Princess Caraboo is Like a Massage with a Feather Duster

Bill Hagerty is tickled by the Finborough's musical about a 19th century deception

Experiencing an old-fashioned musical about deception and gullibility is like a massage with a feather duster.

When, in 1820, an aristocratic couple were convinced that a homeless girl was actually an exotic princess and promptly provided her with bed, board and a burgeoning reputation, someone might have noted that the story was a stage musical just waiting to be written. Presumably someone didn’t, leaving Phil Willmott, a skilled writer and director, to seize upon the idea almost a couple of centuries later.

Its progress to the stage was erratic and seemed to grind to a halt when the Bristol Old Vic failed to obtain financial backing for a full-scale glitzy production. So here it is, shoehorned into the Finborough with a cast of ten, orchestral support from keyboards, clarinet and violin and nothing much else other than the belief that if a tale’s worth telling it should be told, no matter what.

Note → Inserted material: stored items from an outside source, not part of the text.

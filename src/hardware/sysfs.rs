//! Lines of the Linux GPIO class (`/sys/class/gpio`)

use std::{
    fs,
    path::{Path, PathBuf},
};

use tracing::{debug, warn};

use super::{HwError, InputPin, OutputPin};

/// Default mount point of the GPIO class
pub const GPIO_CLASS_ROOT: &str = "/sys/class/gpio";

#[derive(Debug, Clone, Copy, PartialEq, Eq)]
enum Direction {
    In,
    /// Output with its initial level
    Out(bool),
}

/// A line exported through sysfs. Unexported on drop if this process exported it.
#[derive(Debug)]
pub struct SysfsLine {
    root: PathBuf,
    line: u32,
    exported: bool,
}

impl SysfsLine {
    /// Export `line` (chip base already added) as an input
    pub fn input(root: impl AsRef<Path>, line: u32) -> Result<Self, HwError> {
        Self::open(root.as_ref(), line, Direction::In)
    }

    /// Export `line` (chip base already added) as an output driven low
    pub fn output(root: impl AsRef<Path>, line: u32) -> Result<Self, HwError> {
        Self::open(root.as_ref(), line, Direction::Out(false))
    }

    fn open(root: &Path, line: u32, direction: Direction) -> Result<Self, HwError> {
        let line_dir = root.join(format!("gpio{line}"));
        let mut exported = false;
        if !line_dir.exists() {
            debug!("Exporting gpio{}", line);
            fs::write(root.join("export"), line.to_string())
                .map_err(|source| HwError::Export { line, source })?;
            exported = true;
        }

        // the kernel sets the level atomically with the direction when given high/low
        let dir = match direction {
            Direction::In => "in",
            Direction::Out(true) => "high",
            Direction::Out(false) => "low",
        };
        fs::write(line_dir.join("direction"), dir).map_err(|source| HwError::Io { line, source })?;

        Ok(Self {
            root: root.to_path_buf(),
            line,
            exported,
        })
    }

    fn value_path(&self) -> PathBuf {
        self.root.join(format!("gpio{}", self.line)).join("value")
    }
}

impl InputPin for SysfsLine {
    fn is_high(&mut self) -> Result<bool, HwError> {
        let line = self.line;
        let raw = fs::read_to_string(self.value_path())
            .map_err(|source| HwError::Io { line, source })?;
        match raw.trim() {
            "0" => Ok(false),
            "1" => Ok(true),
            other => Err(HwError::Parse {
                line,
                value: other.to_string(),
            }),
        }
    }
}

impl OutputPin for SysfsLine {
    fn write(&mut self, high: bool) -> Result<(), HwError> {
        let line = self.line;
        fs::write(self.value_path(), if high { "1" } else { "0" })
            .map_err(|source| HwError::Io { line, source })
    }
}

impl Drop for SysfsLine {
    fn drop(&mut self) {
        if self.exported {
            if let Err(err) = fs::write(self.root.join("unexport"), self.line.to_string()) {
                warn!("Could not unexport gpio{}: {}", self.line, err);
            }
        }
    }
}

#[cfg(test)]
mod tests {
    use super::*;

    /// A fake class directory with `gpio<line>` already present
    fn fake_root(name: &str, line: u32) -> PathBuf {
        let root = std::env::temp_dir().join(format!("rv-alarm-{}-{}", name, std::process::id()));
        let _ = fs::remove_dir_all(&root);
        fs::create_dir_all(root.join(format!("gpio{line}"))).unwrap();
        fs::write(root.join(format!("gpio{line}")).join("value"), "0\n").unwrap();
        root
    }

    #[test]
    fn reads_value_file() {
        let root = fake_root("read", 5);
        let mut pin = SysfsLine::input(&root, 5).unwrap();
        assert_eq!(fs::read_to_string(root.join("gpio5/direction")).unwrap(), "in");
        assert!(!pin.is_high().unwrap());
        fs::write(root.join("gpio5/value"), "1\n").unwrap();
        assert!(pin.is_high().unwrap());
        fs::write(root.join("gpio5/value"), "x\n").unwrap();
        assert!(matches!(pin.is_high(), Err(HwError::Parse { line: 5, .. })));
        fs::remove_dir_all(&root).unwrap();
    }

    #[test]
    fn output_starts_low_and_writes() {
        let root = fake_root("write", 22);
        let mut pin = SysfsLine::output(&root, 22).unwrap();
        assert_eq!(fs::read_to_string(root.join("gpio22/direction")).unwrap(), "low");
        pin.write(true).unwrap();
        assert_eq!(fs::read_to_string(root.join("gpio22/value")).unwrap(), "1");
        // no dimming on sysfs lines, any duty is on
        pin.write_duty(1).unwrap();
        assert_eq!(fs::read_to_string(root.join("gpio22/value")).unwrap(), "1");
        drop(pin);
        // not exported by us, so not unexported either
        assert!(!root.join("unexport").exists());
        fs::remove_dir_all(&root).unwrap();
    }

    #[test]
    fn missing_class_fails_export() {
        let root = std::env::temp_dir().join(format!("rv-alarm-missing-{}", std::process::id()));
        let _ = fs::remove_dir_all(&root);
        assert!(matches!(
            SysfsLine::input(&root, 9),
            Err(HwError::Export { line: 9, .. })
        ));
    }
}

Quite right, too. Princess Caraboo certainly deserves exposure to the modern public, even if its antecedents are far from contemporary – think Julian Slade, or Sandy Wilson, or even early Lionel Bart – and its premise and plot undemanding to the point of making some modern examples of musical theatre look suitable only for psychology students.

Here we have the kindly Sir Charles Worrall delivering a lecture on lying and how distortion of the truth can soon be considered fact if told skilfully and frequently enough. The Worralls and the servants they employ then act out the Caraboo fantasy, with the ‘Princess’ doing little except mumble the occasional phrase of gobbledegook until a well-meaning and subsequently smitten artist, plus various know-all ‘experts’, conclude she hails from an island in the Caspian Sea. What’s more, she’s royal, which means soon she is accepted warmly by the idle rich and, indeed, sought after by smart society

When artist Eddie (Christian James) stumbles on the truth he doesn’t disown her. Unlike the Hans Christian Andersen’s small boy who recognises that the king’s new clothes are actually a figment of the craven crowd’s imagination, Eddie stays schtum. But the truth will out – well, sometimes – and the Princess is eventually rumbled, causing chaos among the populace and heaping humiliation on the arrogant Regency buck Lord Marlborough (Oliver Stanley), who’d planned to make her his bride.

I’m not sure if history records the ‘Princess’s’ fortunes after she exited the scenario for America, but Willmott is right to provide an ending happy enough to make one feel warm all over. He has also written, with Mark Collins, some pleasant tunes and, by himself, mostly lucid lyrics: the rollicking Just Say Yes and what becomes Caraboo’s anthem, I Am My Own Person, are songs that could hold their head high in any company.

As Princess Caraboo, Nikita Johal makes a winsome schemer and has a voice of considerable range that might have shattered a wine glass or two if those in the auditorium were not made of plastic. And the bearded, barrel-chested Phil Sealey deserves credit for a performance sometimes reminiscent of the equally so Brian Blessed as Sir Charles Worrall.

And that’s the truth.

Princess Caraboo is at the Finborough Theatre from Tuesday to Saturday Evenings at 7.30pm with Saturday and Sunday Matinees at 3pm.

The production lasts approximately two hours and 30 minutes including one interval.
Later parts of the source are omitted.